Una mañana el barrio amaneció
convulso. Desde mi ventana, observé el banco vacío y escuché coches de policía
y vecinos que hacían corrillo. Recibí una llamada de alguien cercano, que me
hizo algún irónico comentario sobre la engañosa tranquilidad de mi barrio y el
peligro de confiar en tiernas ancianitas, a la vez que me apremiaba a encender
el televisor.
La noticia tenía todos los
ingredientes para conmocionar al país: vecinos que avisan por el hedor que sale
de una vivienda, policía que revienta la puerta para entrar y aparición de un
cadáver con indicios de haber sido mutilado. Detención de la viuda, sospechosa
de los daños infligidos al cadáver pues, al parecer, todo apunta a que el
fallecimiento se debió a muerte natural. Se espera, informa el periodista, al
interrogatorio para conocer las causas que llevaron a la anciana a conservar en
casa el cuerpo sin vida de su cónyuge y a la
inexplicable amputación de
algunas partes de su cuerpo.
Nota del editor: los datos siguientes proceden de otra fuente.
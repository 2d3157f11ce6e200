use thiserror::Error;

#[derive(Error, Debug)]
pub enum KeeperError {
    #[error("configuration error: {0}")]
    Config(String),

    #[error("token load failed: {0}")]
    TokenLoad(String),

    #[error("no token available for encryption")]
    NoEncryptionToken,

    #[error("crypto operation failed: {0}")]
    Crypto(String),

    #[error("store operation failed: {0}")]
    Store(String),

    #[error("no configured token can decrypt '{0}'")]
    NoKey(String),

    #[error("invalid secret key '{0}'")]
    InvalidKey(String),

    #[error("IO error: {0}")]
    Io(#[from] std::io::Error),
}

impl From<openssl::error::ErrorStack> for KeeperError {
    fn from(err: openssl::error::ErrorStack) -> Self {
        KeeperError::Crypto(err.to_string())
    }
}

pub type Result<T> = std::result::Result<T, KeeperError>;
La policía rastrea los alrededores de la casa y
del barrio para encontrar, quizá enterrados, los trozos que faltan del
incompleto muerto.
Mi encantador de palomas, el amigo
fiel, comprometido con sus pájaros, no quiso ser pasto de los gusanos y con la
complicidad leal de su viuda, llevó su idilio hasta el final. Frente a mi
ventana, siento el mismo vacío que el que observo en el último banco del
parque, el que queda en parte oculto por la gran fuente y valoro ahora la
conveniencia de presentarme en la comisaría más cercana y contar toda la
historia o de guardarla para mí y recoger el testigo para, si ellas lo
permiten, seguir alimentando a esas palomas ahora carentes de pan y huérfanas
de amor.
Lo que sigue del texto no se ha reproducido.